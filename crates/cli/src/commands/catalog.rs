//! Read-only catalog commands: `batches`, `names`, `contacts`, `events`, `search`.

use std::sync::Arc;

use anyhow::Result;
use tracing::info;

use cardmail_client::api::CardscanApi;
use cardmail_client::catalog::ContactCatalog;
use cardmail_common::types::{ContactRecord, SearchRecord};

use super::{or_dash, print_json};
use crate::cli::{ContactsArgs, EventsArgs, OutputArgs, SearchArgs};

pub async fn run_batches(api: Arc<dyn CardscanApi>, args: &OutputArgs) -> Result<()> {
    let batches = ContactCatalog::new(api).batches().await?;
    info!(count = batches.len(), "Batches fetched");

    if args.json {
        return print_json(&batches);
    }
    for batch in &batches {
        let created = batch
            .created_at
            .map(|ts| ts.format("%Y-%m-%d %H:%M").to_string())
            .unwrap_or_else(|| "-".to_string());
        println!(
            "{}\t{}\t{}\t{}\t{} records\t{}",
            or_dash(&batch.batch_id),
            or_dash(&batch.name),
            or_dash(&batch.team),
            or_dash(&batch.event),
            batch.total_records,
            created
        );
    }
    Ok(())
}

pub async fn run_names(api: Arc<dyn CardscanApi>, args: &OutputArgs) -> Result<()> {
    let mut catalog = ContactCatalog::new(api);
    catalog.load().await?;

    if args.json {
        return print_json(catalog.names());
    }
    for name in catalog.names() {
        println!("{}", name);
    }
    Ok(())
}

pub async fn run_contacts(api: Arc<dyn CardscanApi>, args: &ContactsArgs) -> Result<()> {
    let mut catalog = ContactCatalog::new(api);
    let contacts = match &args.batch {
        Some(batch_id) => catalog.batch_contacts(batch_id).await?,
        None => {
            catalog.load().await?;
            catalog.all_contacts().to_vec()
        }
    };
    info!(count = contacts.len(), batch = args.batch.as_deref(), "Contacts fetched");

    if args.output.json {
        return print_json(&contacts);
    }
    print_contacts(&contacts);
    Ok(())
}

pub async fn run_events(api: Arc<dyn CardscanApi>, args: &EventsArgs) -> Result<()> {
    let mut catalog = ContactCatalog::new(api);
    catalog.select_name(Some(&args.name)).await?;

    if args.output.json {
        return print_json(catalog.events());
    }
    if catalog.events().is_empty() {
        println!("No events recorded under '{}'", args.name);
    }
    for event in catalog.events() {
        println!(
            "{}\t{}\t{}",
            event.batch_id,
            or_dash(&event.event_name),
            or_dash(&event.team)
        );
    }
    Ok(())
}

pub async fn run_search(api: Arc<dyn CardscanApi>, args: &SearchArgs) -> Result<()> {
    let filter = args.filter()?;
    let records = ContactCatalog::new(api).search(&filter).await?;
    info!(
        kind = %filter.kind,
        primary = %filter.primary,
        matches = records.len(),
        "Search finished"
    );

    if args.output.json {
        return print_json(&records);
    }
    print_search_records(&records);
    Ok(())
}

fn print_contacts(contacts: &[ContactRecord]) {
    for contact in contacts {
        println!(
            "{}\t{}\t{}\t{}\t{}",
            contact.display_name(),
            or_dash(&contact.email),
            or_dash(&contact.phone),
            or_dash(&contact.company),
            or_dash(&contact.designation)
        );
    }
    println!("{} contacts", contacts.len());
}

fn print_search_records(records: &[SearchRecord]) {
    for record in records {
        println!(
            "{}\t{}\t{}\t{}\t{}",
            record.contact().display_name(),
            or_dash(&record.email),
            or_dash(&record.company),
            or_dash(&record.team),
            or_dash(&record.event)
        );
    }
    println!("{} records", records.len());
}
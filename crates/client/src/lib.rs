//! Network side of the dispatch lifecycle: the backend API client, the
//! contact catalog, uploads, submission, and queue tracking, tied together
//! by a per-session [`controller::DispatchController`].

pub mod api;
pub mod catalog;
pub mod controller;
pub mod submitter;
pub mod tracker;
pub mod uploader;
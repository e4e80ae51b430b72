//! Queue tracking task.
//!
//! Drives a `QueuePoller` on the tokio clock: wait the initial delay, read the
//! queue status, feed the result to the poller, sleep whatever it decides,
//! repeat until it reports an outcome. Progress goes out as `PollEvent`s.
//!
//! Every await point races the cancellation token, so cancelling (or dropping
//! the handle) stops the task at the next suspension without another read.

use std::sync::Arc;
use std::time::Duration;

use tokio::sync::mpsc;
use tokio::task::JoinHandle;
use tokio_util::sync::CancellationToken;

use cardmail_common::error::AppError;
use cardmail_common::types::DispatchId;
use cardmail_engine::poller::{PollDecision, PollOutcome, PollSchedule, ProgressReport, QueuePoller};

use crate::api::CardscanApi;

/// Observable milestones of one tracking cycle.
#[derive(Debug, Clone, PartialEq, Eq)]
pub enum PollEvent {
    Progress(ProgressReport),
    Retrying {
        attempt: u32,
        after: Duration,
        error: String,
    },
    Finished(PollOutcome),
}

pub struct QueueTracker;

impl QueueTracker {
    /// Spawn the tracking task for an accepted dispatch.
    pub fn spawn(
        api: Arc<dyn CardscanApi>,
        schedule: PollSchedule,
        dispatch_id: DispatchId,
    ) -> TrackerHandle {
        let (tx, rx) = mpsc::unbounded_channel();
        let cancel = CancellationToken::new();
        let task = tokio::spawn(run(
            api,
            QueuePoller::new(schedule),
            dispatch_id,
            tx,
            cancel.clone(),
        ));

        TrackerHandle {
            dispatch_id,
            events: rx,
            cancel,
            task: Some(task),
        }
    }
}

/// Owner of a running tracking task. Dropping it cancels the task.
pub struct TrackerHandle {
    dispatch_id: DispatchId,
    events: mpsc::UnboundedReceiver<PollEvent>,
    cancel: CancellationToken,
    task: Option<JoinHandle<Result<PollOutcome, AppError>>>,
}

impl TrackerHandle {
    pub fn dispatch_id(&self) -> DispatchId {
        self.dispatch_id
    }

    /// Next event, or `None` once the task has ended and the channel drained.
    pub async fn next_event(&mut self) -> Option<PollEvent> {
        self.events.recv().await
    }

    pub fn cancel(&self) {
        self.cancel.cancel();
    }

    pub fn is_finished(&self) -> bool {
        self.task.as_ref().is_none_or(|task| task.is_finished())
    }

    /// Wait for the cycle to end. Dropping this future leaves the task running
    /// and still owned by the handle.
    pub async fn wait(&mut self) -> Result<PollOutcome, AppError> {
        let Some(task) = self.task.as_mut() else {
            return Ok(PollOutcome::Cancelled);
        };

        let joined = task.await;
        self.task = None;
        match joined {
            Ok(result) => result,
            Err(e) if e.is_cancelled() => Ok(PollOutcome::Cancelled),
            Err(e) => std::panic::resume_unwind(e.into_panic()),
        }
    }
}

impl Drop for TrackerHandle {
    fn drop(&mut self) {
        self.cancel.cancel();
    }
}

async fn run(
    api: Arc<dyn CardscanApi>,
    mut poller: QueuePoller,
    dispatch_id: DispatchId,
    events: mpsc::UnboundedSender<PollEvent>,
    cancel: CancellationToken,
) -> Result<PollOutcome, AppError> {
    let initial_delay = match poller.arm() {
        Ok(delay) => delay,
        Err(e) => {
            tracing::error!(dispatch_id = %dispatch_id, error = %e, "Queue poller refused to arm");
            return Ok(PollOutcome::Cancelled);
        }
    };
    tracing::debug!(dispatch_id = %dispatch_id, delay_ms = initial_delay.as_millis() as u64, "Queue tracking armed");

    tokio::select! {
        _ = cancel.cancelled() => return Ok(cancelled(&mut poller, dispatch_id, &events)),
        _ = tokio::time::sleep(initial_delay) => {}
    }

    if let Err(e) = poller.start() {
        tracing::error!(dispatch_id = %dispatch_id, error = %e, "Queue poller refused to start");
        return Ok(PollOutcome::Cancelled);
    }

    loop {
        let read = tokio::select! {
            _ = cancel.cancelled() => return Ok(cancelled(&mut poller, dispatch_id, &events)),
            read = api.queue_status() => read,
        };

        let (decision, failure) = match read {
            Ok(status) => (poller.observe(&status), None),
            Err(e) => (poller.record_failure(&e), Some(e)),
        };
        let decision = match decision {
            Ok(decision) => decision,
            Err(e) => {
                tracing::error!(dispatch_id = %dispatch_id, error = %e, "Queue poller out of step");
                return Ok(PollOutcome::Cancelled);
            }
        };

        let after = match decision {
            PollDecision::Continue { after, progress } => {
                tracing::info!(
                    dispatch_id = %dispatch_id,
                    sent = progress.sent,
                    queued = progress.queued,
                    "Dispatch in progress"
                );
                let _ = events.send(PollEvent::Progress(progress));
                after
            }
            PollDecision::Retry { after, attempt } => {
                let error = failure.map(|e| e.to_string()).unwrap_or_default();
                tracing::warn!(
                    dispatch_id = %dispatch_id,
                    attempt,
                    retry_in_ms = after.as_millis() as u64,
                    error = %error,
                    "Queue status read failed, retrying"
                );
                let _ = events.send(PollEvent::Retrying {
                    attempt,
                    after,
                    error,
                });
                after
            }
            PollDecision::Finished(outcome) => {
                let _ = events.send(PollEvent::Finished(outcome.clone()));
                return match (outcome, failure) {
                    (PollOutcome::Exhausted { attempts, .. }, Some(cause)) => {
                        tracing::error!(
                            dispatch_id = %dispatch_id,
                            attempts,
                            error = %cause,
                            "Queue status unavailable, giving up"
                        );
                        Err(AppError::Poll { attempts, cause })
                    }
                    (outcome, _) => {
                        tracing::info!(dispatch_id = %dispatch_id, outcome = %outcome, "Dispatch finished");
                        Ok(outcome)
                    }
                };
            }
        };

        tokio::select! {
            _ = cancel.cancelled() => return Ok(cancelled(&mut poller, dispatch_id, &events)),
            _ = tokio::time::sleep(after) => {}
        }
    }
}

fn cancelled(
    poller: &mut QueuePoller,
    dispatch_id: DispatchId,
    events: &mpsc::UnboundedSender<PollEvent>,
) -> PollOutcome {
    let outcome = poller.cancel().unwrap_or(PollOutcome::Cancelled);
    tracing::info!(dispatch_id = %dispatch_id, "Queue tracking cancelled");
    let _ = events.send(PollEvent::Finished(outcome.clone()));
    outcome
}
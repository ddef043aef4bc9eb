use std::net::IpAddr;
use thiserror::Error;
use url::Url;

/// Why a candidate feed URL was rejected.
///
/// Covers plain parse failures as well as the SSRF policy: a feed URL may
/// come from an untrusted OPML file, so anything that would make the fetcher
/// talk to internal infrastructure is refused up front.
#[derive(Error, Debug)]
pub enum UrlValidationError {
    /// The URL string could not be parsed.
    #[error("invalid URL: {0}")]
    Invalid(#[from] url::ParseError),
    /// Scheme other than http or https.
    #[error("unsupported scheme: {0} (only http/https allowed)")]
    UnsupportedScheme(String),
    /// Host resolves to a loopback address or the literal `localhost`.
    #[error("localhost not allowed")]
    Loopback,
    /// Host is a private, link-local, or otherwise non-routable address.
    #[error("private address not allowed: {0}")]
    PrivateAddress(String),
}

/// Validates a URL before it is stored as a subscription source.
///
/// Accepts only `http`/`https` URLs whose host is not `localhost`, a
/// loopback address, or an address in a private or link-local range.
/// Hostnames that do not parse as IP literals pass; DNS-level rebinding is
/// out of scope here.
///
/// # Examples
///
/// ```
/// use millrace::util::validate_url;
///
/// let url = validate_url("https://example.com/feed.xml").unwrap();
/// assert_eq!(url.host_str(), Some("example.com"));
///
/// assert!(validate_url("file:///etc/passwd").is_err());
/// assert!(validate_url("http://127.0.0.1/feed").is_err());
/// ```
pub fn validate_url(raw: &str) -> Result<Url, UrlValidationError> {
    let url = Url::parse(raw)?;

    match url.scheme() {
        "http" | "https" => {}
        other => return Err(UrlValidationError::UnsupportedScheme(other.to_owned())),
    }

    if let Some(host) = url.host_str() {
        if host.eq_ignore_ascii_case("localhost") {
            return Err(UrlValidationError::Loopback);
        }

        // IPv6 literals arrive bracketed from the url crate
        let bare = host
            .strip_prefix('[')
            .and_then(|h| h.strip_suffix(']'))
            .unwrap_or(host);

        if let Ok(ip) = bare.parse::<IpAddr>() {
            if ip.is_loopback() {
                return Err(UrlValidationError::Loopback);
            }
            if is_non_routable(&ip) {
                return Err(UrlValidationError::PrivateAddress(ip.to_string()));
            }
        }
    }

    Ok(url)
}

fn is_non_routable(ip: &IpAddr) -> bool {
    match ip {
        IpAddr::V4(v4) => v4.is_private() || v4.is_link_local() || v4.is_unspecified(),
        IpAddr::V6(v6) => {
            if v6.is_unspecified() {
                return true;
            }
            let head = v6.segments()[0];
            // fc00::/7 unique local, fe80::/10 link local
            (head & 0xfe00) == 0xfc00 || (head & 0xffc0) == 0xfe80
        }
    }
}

= = =

- Task brief -
Read the listing line by line, and copy each line in which the word "PollDecision" is found.

- Task output -
use cardmail_engine::poller::{PollDecision, PollOutcome, PollSchedule, ProgressReport, QueuePoller};
            PollDecision::Continue { after, progress } => {
            PollDecision::Retry { after, attempt } => {
            PollDecision::Finished(outcome) => {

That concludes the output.